§ **Work instruction**: Across all the entries below, how many lines mention the string "NotFound"? Respond with a single number.

(Saved data entries)
=== Section Start ===

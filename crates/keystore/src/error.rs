//! Error types for the keystore proxy.

use resource_framework::SessionError;
use thiserror::Error;

/// Errors returned by [`Proxy`](crate::Proxy) and the keystore runtime.
#[derive(Debug, Error)]
pub enum KeystoreError {
    /// The requested entity does not exist.
    #[error("{kind} not found: {id}")]
    NotFound { kind: &'static str, id: String },

    /// `find` matched more than one entity by name.
    #[error("More than one {kind} is named '{name}'")]
    AmbiguousName { kind: &'static str, name: String },

    /// A resource was used as an id before the service assigned it one.
    #[error("{0} has no reference yet")]
    MissingId(&'static str),

    /// Any other failure of the session or the key manager.
    #[error("Key manager communication error: {0}")]
    Communication(#[source] SessionError),

    /// The environment did not describe a usable backend.
    #[error("Configuration error: {0}")]
    Config(String),
}

impl From<SessionError> for KeystoreError {
    fn from(e: SessionError) -> Self {
        match e {
            SessionError::NotFound { resource, id } => KeystoreError::NotFound { kind: resource, id },
            SessionError::DuplicateResource { resource, name } => {
                KeystoreError::AmbiguousName { kind: resource, name }
            }
            SessionError::MissingId { resource } => KeystoreError::MissingId(resource),
            other => KeystoreError::Communication(other),
        }
    }
}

=== Section End ===

§ **Expected answer**: 2